Егор Борисов: «Врачи перестали быть безусловными интеллигентами»

08:47, 31 Октября 2017

Заведующий отделением реанимации станции скорой медицинской помощи Егор Борисов – человек довольно известный, особенно журналистам. У него всегда можно взять комментарий по ситуации, он, что называется, «на передовой», знает обо всех деталях работы службы не понаслышке.

Собираясь встретиться, мы сразу договорились, что повторять антимантру «в «скорой» не хватает оборудования, врачей, лекарств, финансирования, у медиков крохотные зарплаты», не будем. А попытаемся поговорить об этических и социальных вопросах. Насколько это получилось, судить читателю.

- Егор, все ругают медиков «скорой». А что будет, если ее работа встанет на один день, к примеру?

- Будет катастрофа. В среднем в день со станции происходит примерно 600 выездов. Думаю, масштабы катастрофы понятны.

- Платные медицинские службы как-то уменьшают объем работы, или вся нагрузка достается вам?

- Не могу сказать, чтобы мы как-то замечали их работу. У нас все-таки разный характер вызовов. Их «епархия» - это какие-то перевозки, транспортировки из стационаров на обследования, из одного населенного пункта в другой. Также большой массив их работы составляют пациенты с алкогольной интоксикацией.

- А Вы на такие вызовы разве не выезжаете?

- Мы выезжаем на все вызовы. Человеку в этом состоянии вполне может быть действительно плохо. И инфаркты случаются, и инсульты, и «синдромы отмены», и делирии («белая горячка» в простонародье).
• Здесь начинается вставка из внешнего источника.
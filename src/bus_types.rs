use std::collections::HashSet;

use crate::case::{Bus, BusType, Case, Gen};
use crate::network::Network;
use crate::parameters::SlackBusSelection;

/// Assigns bus types and selects the reference bus of a case.
///
/// Buses with a connected voltage regulating generator are PV. In DC mode
/// every generator qualifies. A named slack bus is used where it holds such
/// a generator. Returns false, leaving all buses PQ, when no
/// generator can hold the reference.
pub(crate) fn set_bus_types(
    case: &mut Case,
    network: &Network,
    selection: &SlackBusSelection,
    dc: bool,
) -> bool {
    let candidates: Vec<usize> = (0..case.gen.len())
        .filter(|&k| dc || case.gen[k].regulating)
        .collect();

    for b in case.bus.iter_mut() {
        b.bus_type = BusType::PQ;
    }
    if candidates.is_empty() {
        return false;
    }
    for &k in &candidates {
        let bus = case.gen[k].bus;
        case.bus[bus].bus_type = BusType::PV;
    }

    let named = match selection {
        SlackBusSelection::Name(name) => network
            .buses
            .iter()
            .position(|b| &b.id == name)
            .and_then(|k| case.order.bus_e2i.get(&k).copied()),
        SlackBusSelection::LargestGenerator => None,
    }
    .filter(|&i| case.bus[i].bus_type == BusType::PV);

    let ref_bus = named.unwrap_or_else(|| {
        // largest generator, first one on ties
        let mut best = candidates[0];
        for &k in &candidates[1..] {
            if case.gen[k].pmax > case.gen[best].pmax {
                best = k;
            }
        }
        case.gen[best].bus
    });
    case.bus[ref_bus].bus_type = BusType::REF;
    true
}

/// Builds index lists for each type of bus (REF, PV, PQ).
///
/// In AC mode, PV and REF buses without a connected voltage regulating
/// generator are treated as PQ buses. Expects buses in internal
/// consecutive numbering.
pub(crate) fn bus_types(bus: &[Bus], gen: &[Gen], dc: bool) -> (Vec<usize>, Vec<usize>, Vec<usize>) {
    let bus_gen_status = gen
        .iter()
        .filter(|g| dc || g.regulating)
        .map(|g| g.bus)
        .collect::<HashSet<usize>>();

    let refbus = bus
        .iter()
        .filter(|b| b.is_ref() && bus_gen_status.contains(&b.i))
        .map(|b| b.i)
        .collect::<Vec<usize>>();
    let pv = bus
        .iter()
        .filter(|b| b.is_pv() && bus_gen_status.contains(&b.i))
        .map(|b| b.i)
        .collect::<Vec<usize>>();
    let pq = bus
        .iter()
        .filter(|b| b.is_pq() || !bus_gen_status.contains(&b.i))
        .map(|b| b.i)
        .collect::<Vec<usize>>();

    (refbus, pv, pq)
}
impl Switch {
    pub fn is_open(&self) -> bool {
        self.open
    }

    pub fn bus1(&self) -> usize {
        self.bus1
    }

    pub fn bus2(&self) -> usize {
        self.bus2
    }
}

/// An injection viewed together with the bus it is connected to.
pub struct Connected<'a, T> {
    element: &'a T,
    bus: &'a Bus,
}

impl<'a, T> Connected<'a, T> {
    pub fn bus(&self) -> &'a Bus {
        self.bus
    }

    pub fn bus_id(&self) -> &'a str {
        &self.bus.id
    }

    pub fn nominal_voltage(&self) -> f64 {
        self.bus.nominal_v
    }

    pub fn country(&self) -> Option<&'a str> {
        self.bus.country.as_deref()
    }
}

impl<'a, T> Deref for Connected<'a, T> {
    type Target = T;

    fn deref(&self) -> &T {
        self.element
    }
}

/// Network is an arena of buses, branches, injections and switches. Elements
/// refer to each other by index and are looked up by identifier through a
/// single registry.
#[derive(Debug, Clone)]
pub struct Network {
    name: String,

    /// System MVA base used for converting power into per-unit quantities.
    base_mva: f64,

    pub(crate) buses: Vec<Bus>,
    pub(crate) generators: Vec<Generator>,
    pub(crate) loads: Vec<Load>,
    pub(crate) branches: Vec<Branch>,
    pub(crate) switches: Vec<Switch>,

    index: HashMap<String, ElementRef>,
}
Но мы согласно нашим протоколам не выводим пациента из запоя. На это есть врачи наркологи, мы занимаемся только острыми состояниями, согласно концепции скорой медицинской помощи вообще. Платные «скорые» подчиняются немного другим правилам. И если пациент платежеспособен, то с такой проблемой он предпочтет обратиться к ним, там окажут немного другие медицинские услуги.

- Много ли народу у нас с этой проблемой?

- Очень много. Я скажу, возможно, резковатую вещь, но если бы у нас не было алкогольных и связанных так или иначе с этим делом вызовов, работа скорой помощи сократилась бы примерно на 50%.

Ведь тут, кроме состояний, вызванных передозировкой алкоголя, и ДТП, и массовые драки, и ножевые ранения, и бытовые повреждения, и отравления, и суициды – полный набор трэша.

- Какие еще вызовы преобладают?

- По статистике вообще преобладают вызовы по причинам «повышения артериального давления и температуры». Если говорить о работе «скорой» в целом. Если же о нас, о реанимации, то весь тот ужас, который только можно себе представить, – это все наше.

На фото: На рабочем месте

- Часто ли сталкиваетесь с религиозным мракобесием, когда родственники не подпускают к умирающей женщине врача, потому что он мужчина?

- С каждым днем все чаще. С этим надо что-то делать. Это становится серьезной проблемой.

- Кто должен это делать?

- Государство. Образовательная система. Сами религиозные лидеры. Государство в сотрудничестве с религиозными деятелями. По всем фронтам. Врачи «скорой» заниматься религиозным просвещением, сами понимаете, не могут. Просто по факту особенностей своей профессии.

- Вы верите в Бога?

- Да. Но это интимный, личный вопрос, который я воздерживаюсь вот так легкомысленно обсуждать. Если говорить о религиозности, не о вере, то я не участвую в жизни какой-то религиозной общины, нет.

- Как меняются пациенты под влиянием усиления религиозных тенденций в последнее время?

- Становятся более агрессивными, если говорить о динамике. Это о многом свидетельствует. На этом фоне о том, что религия несет мир, духовность и доброту, говорить крайне сложно. Однако я, безусловно, знаю верующих людей, которые действительно несут и доброту, и свет в этот мир. Этот вопрос гораздо сложнее, чем кажется на первый взгляд.

- Как врачу не выгореть эмоционально на такой работе? Как сохранить, простите, психическое здоровье?

- Во-первых, человек ко всему привыкает. Во-вторых, надо правильно расставить приоритеты. Врач должен соблюсти некую грань – не примерять все ситуации, возникающие в работе, на себя, не разрушать себя, при этом не потерять чувство здорового сострадания к пациенту. Мы воспитываем в своих врачах именно такое отношение.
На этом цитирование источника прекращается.